Data records:
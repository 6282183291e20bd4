//! The merged blog index: scan, normalize, read the feed, merge.
//!
//! This is the whole content pipeline in one call. The output is what the
//! site's listing pages render and what `folio index` writes as JSON.

use crate::aggregate::merge_and_sort_posts;
use crate::config::SiteConfig;
use crate::feed::{self, FeedError};
use crate::normalize::{normalize_freecodecamp_posts_at, normalize_local_posts_with};
use crate::scan::{self, ScanError};
use crate::types::LightweightPost;
use chrono::Utc;
use std::collections::HashSet;
use std::fs;
use std::path::Path;
use thiserror::Error;

#[derive(Error, Debug)]
pub enum IndexError {
    #[error("Scan error: {0}")]
    Scan(#[from] ScanError),
    #[error("Feed error: {0}")]
    Feed(#[from] FeedError),
    #[error("Duplicate post id: {0}")]
    DuplicateId(String),
    #[error("IO error: {0}")]
    Io(#[from] std::io::Error),
    #[error("JSON error: {0}")]
    Json(#[from] serde_json::Error),
}

/// Build the merged, newest-first post list.
///
/// Local posts come from `source`; external posts from `feed` when given.
/// Every post id must be unique across both sources.
pub fn load_index(
    source: &Path,
    feed: Option<&Path>,
    config: &SiteConfig,
) -> Result<Vec<LightweightPost>, IndexError> {
    let local = normalize_local_posts_with(scan::scan(source)?, &config.posts);
    tracing::info!(count = local.len(), source = %source.display(), "local posts");

    let external = match feed {
        Some(path) => {
            let entries = feed::read_feed(path)?;
            let posts = normalize_freecodecamp_posts_at(entries, &config.posts, Utc::now());
            tracing::info!(count = posts.len(), feed = %path.display(), "feed posts");
            posts
        }
        None => Vec::new(),
    };

    let merged = merge_and_sort_posts([local, external]);
    check_unique_ids(&merged)?;
    Ok(merged)
}

fn check_unique_ids(posts: &[LightweightPost]) -> Result<(), IndexError> {
    let mut seen = HashSet::new();
    for post in posts {
        if !seen.insert(post.id.as_str()) {
            return Err(IndexError::DuplicateId(post.id.clone()));
        }
    }
    Ok(())
}

/// Write `posts` as pretty JSON, creating parent directories.
pub fn write_index(posts: &[LightweightPost], path: &Path) -> Result<(), IndexError> {
    if let Some(parent) = path.parent() {
        fs::create_dir_all(parent)?;
    }
    let json = serde_json::to_string_pretty(posts)?;
    fs::write(path, json)?;
    tracing::info!(path = %path.display(), posts = posts.len(), "wrote index");
    Ok(())
}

Task objective: From the first line to the last, transcribe the records exactly.

Solution to the exercise:
repository 6282183291e20bd4
//! The merged blog index: scan, normalize, read the feed, merge.
//!
//! This is the whole content pipeline in one call. The output is what the
//! site's listing pages render and what `folio index` writes as JSON.

use crate::aggregate::merge_and_sort_posts;
use crate::config::SiteConfig;
use crate::feed::{self, FeedError};
use crate::normalize::{normalize_freecodecamp_posts_at, normalize_local_posts_with};
use crate::scan::{self, ScanError};
use crate::types::LightweightPost;
use chrono::Utc;
use std::collections::HashSet;
use std::fs;
use std::path::Path;
use thiserror::Error;

#[derive(Error, Debug)]
pub enum IndexError {
    #[error("Scan error: {0}")]
    Scan(#[from] ScanError),
    #[error("Feed error: {0}")]
    Feed(#[from] FeedError),
    #[error("Duplicate post id: {0}")]
    DuplicateId(String),
    #[error("IO error: {0}")]
    Io(#[from] std::io::Error),
    #[error("JSON error: {0}")]
    Json(#[from] serde_json::Error),
}

/// Build the merged, newest-first post list.
///
/// Local posts come from `source`; external posts from `feed` when given.
/// Every post id must be unique across both sources.
pub fn load_index(
    source: &Path,
    feed: Option<&Path>,
    config: &SiteConfig,
) -> Result<Vec<LightweightPost>, IndexError> {
    let local = normalize_local_posts_with(scan::scan(source)?, &config.posts);
    tracing::info!(count = local.len(), source = %source.display(), "local posts");

    let external = match feed {
        Some(path) => {
            let entries = feed::read_feed(path)?;
            let posts = normalize_freecodecamp_posts_at(entries, &config.posts, Utc::now());
            tracing::info!(count = posts.len(), feed = %path.display(), "feed posts");
            posts
        }
        None => Vec::new(),
    };

    let merged = merge_and_sort_posts([local, external]);
    check_unique_ids(&merged)?;
    Ok(merged)
}

fn check_unique_ids(posts: &[LightweightPost]) -> Result<(), IndexError> {
    let mut seen = HashSet::new();
    for post in posts {
        if !seen.insert(post.id.as_str()) {
            return Err(IndexError::DuplicateId(post.id.clone()));
        }
    }
    Ok(())
}

/// Write `posts` as pretty JSON, creating parent directories.
pub fn write_index(posts: &[LightweightPost], path: &Path) -> Result<(), IndexError> {
    if let Some(parent) = path.parent() {
        fs::create_dir_all(parent)?;
    }
    let json = serde_json::to_string_pretty(posts)?;
    fs::write(path, json)?;
    tracing::info!(path = %path.display(), posts = posts.len(), "wrote index");
    Ok(())
}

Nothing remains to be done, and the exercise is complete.